Abstract

We have designed and synthesized novel piperazine compounds with low lipophilicity as σ₁ receptor ligands. 1-(4-Fluorobenzyl)-4-[(tetrahydrofuran-2-yl)methyl]piperazine (10) possessed a low nanomolar σ₁ receptor affinity and a high selectivity toward the vesicular acetylcholine transporter (>2000-fold), σ₂ receptors (52-fold), and adenosine A_2A, adrenergic α₂, cannabinoid CB₁, dopamine D₁, D_2L, γ-aminobutyric acid A (GABA_A), NMDA, melatonin MT₁, MT₂, and serotonin 5-HT₁ receptors. The corresponding radiotracer [¹⁸F]10 demonstrated high brain uptake and extremely high brain-to-blood ratios in biodistribution studies in mice. Pretreatment with the selective σ₁ receptor agonist SA4503 significantly reduced the level of accumulation of the radiotracer in the brain. No radiometabolite of [¹⁸F]10 was observed to enter the brain.
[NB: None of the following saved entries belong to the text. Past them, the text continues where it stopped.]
//! Middleware registration.
//!
//! The registry maps unique names to descriptors and remembers registration
//! order, which breaks priority ties when the execution order is built.

use crate::descriptor::MiddlewareDescriptor;
use indexmap::IndexMap;
use relay_core::{BuildResult, ChainError};
use std::sync::Arc;
use tracing::debug;

/// Registered middleware, in registration order.
///
/// Cloning is cheap: descriptors are shared. The chain executes against a
/// clone so registrations made mid-execution do not affect it.
#[derive(Debug, Clone, Default)]
pub struct MiddlewareRegistry {
    entries: IndexMap<String, Arc<MiddlewareDescriptor>>,
}

impl MiddlewareRegistry {
    /// Creates an empty registry.
    pub fn new() -> Self {
        Self::default()
    }

    /// Registers a middleware.
    ///
    /// Every dependency must already be registered, so a middleware can never
    /// depend on itself through the registry.
    ///
    /// # Errors
    ///
    /// - [`ChainError::DuplicateName`] if the name is taken
    /// - [`ChainError::MissingDependency`] for the first unknown dependency
    pub fn register(&mut self, descriptor: MiddlewareDescriptor) -> BuildResult<()> {
        if self.entries.contains_key(descriptor.name()) {
            return Err(ChainError::duplicate(descriptor.name()));
        }

        if let Some(missing) = descriptor
            .dependencies()
            .iter()
            .find(|dep| !self.entries.contains_key(dep.as_str()))
        {
            return Err(ChainError::missing_dependency(descriptor.name(), missing));
        }

        debug!(
            middleware = descriptor.name(),
            priority = descriptor.priority(),
            dependencies = ?descriptor.dependencies(),
            "middleware registered"
        );

        self.entries
            .insert(descriptor.name().to_string(), Arc::new(descriptor));
        Ok(())
    }

    /// Removes a middleware.
    ///
    /// # Errors
    ///
    /// - [`ChainError::NotRegistered`] if the name is unknown
    /// - [`ChainError::DependentsExist`] if other middleware depend on it
    pub fn unregister(&mut self, name: &str) -> BuildResult<Arc<MiddlewareDescriptor>> {
        if !self.entries.contains_key(name) {
            return Err(ChainError::not_registered(name));
        }

        let dependents = self.dependents_of(name);
        if !dependents.is_empty() {
            return Err(ChainError::dependents_exist(name, dependents));
        }

        debug!(middleware = name, "middleware unregistered");

        self.entries
            .shift_remove(name)
            .ok_or_else(|| ChainError::not_registered(name))
    }

    /// Enables or disables a middleware.
    ///
    /// The entry keeps its registration position.
    ///
    /// # Errors
    ///
    /// Returns [`ChainError::NotRegistered`] if the name is unknown.
    pub fn set_enabled(&mut self, name: &str, enabled: bool) -> BuildResult<()> {
        let entry = self
            .entries
            .get_mut(name)
            .ok_or_else(|| ChainError::not_registered(name))?;

        if entry.is_enabled() != enabled {
            *entry = Arc::new((**entry).clone().with_enabled(enabled));
            debug!(middleware = name, enabled, "middleware toggled");
        }
        Ok(())
    }

    /// Returns a descriptor by name.
    pub fn get(&self, name: &str) -> Option<&Arc<MiddlewareDescriptor>> {
        self.entries.get(name)
    }

    /// Returns true if the name is registered.
    pub fn contains(&self, name: &str) -> bool {
        self.entries.contains_key(name)
    }

    /// Returns the number of registered middleware.
    pub fn len(&self) -> usize {
        self.entries.len()
    }

    /// Returns true if nothing is registered.
    pub fn is_empty(&self) -> bool {
        self.entries.is_empty()
    }

    /// Returns registered names in registration order.
    pub fn names(&self) -> Vec<String> {
        self.entries.keys().cloned().collect()
    }

    /// Iterates over descriptors in registration order.
    pub fn iter(&self) -> impl Iterator<Item = &Arc<MiddlewareDescriptor>> {
        self.entries.values()
    }

    /// Returns the names of middleware that declare `name` as a dependency.
    pub fn dependents_of(&self, name: &str) -> Vec<String> {
        self.entries
            .values()
            .filter(|d| d.dependencies().iter().any(|dep| dep == name))
            .map(|d| d.name().to_string())
            .collect()
    }
}

#[cfg(test)]
mod tests {
    use super::*;
    use crate::middleware::FnMiddleware;

    fn noop(name: &str) -> MiddlewareDescriptor {
        MiddlewareDescriptor::new(name, FnMiddleware::new(|_ctx| Box::pin(async { Ok(()) })))
    }

    #[test]
    fn test_register_and_lookup() {
        let mut registry = MiddlewareRegistry::new();
        registry.register(noop("auth")).unwrap();
        registry.register(noop("session").with_dependency("auth")).unwrap();

        assert_eq!(registry.len(), 2);
        assert!(registry.contains("auth"));
        assert_eq!(registry.names(), vec!["auth", "session"]);
        assert_eq!(registry.get("session").unwrap().dependencies(), ["auth"]);
    }

    #[test]
    fn test_duplicate_name_rejected() {
        let mut registry = MiddlewareRegistry::new();
        registry.register(noop("auth")).unwrap();

        let err = registry.register(noop("auth")).unwrap_err();
        assert_eq!(err, ChainError::duplicate("auth"));
        assert_eq!(registry.len(), 1);
    }

    #[test]
    fn test_missing_dependency_rejected() {
        let mut registry = MiddlewareRegistry::new();
        let err = registry
            .register(noop("session").with_dependency("auth"))
            .unwrap_err();

        assert_eq!(err, ChainError::missing_dependency("session", "auth"));
        assert!(registry.is_empty());
    }

    #[test]
    fn test_self_dependency_rejected() {
        let mut registry = MiddlewareRegistry::new();
        let err = registry
            .register(noop("loop").with_dependency("loop"))
            .unwrap_err();

        assert_eq!(err, ChainError::missing_dependency("loop", "loop"));
    }

    #[test]
    fn test_unregister() {
        let mut registry = MiddlewareRegistry::new();
        registry.register(noop("auth")).unwrap();
        registry.register(noop("session").with_dependency("auth")).unwrap();
        registry.register(noop("audit").with_dependency("auth")).unwrap();

        let err = registry.unregister("auth").unwrap_err();
        assert_eq!(
            err,
            ChainError::dependents_exist("auth", vec!["session".into(), "audit".into()])
        );

        assert_eq!(
            registry.unregister("missing").unwrap_err(),
            ChainError::not_registered("missing")
        );

        registry.unregister("session").unwrap();
        registry.unregister("audit").unwrap();
        registry.unregister("auth").unwrap();
        assert!(registry.is_empty());
    }

    #[test]
    fn test_unregister_preserves_order() {
        let mut registry = MiddlewareRegistry::new();
        for name in ["a", "b", "c", "d"] {
            registry.register(noop(name)).unwrap();
        }
        registry.unregister("b").unwrap();
        assert_eq!(registry.names(), vec!["a", "c", "d"]);
    }

    #[test]
    fn test_set_enabled_replaces_descriptor() {
        let mut registry = MiddlewareRegistry::new();
        registry.register(noop("auth")).unwrap();
        registry.register(noop("cache")).unwrap();

        let before = Arc::clone(registry.get("auth").unwrap());
        registry.set_enabled("auth", false).unwrap();

        assert!(before.is_enabled());
        assert!(!registry.get("auth").unwrap().is_enabled());
        assert_eq!(registry.names(), vec!["auth", "cache"]);

        assert_eq!(
            registry.set_enabled("nope", true).unwrap_err(),
            ChainError::not_registered("nope")
        );
    }
}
Positron emission tomography and magnetic resonance imaging confirmed suitable kinetics and a high specific binding of [¹⁸F]10 to σ₁ receptors in rat brain. Ex vivo autoradiography showed a reduced level of binding of [¹⁸F]10 in the cortex and hippocampus of the senescence-accelerated prone (SAMP8) compared to that of the senescence-accelerated resistant (SAMR1) mice, indicating the potential dysfunction of σ₁ receptors in Alzheimer's disease.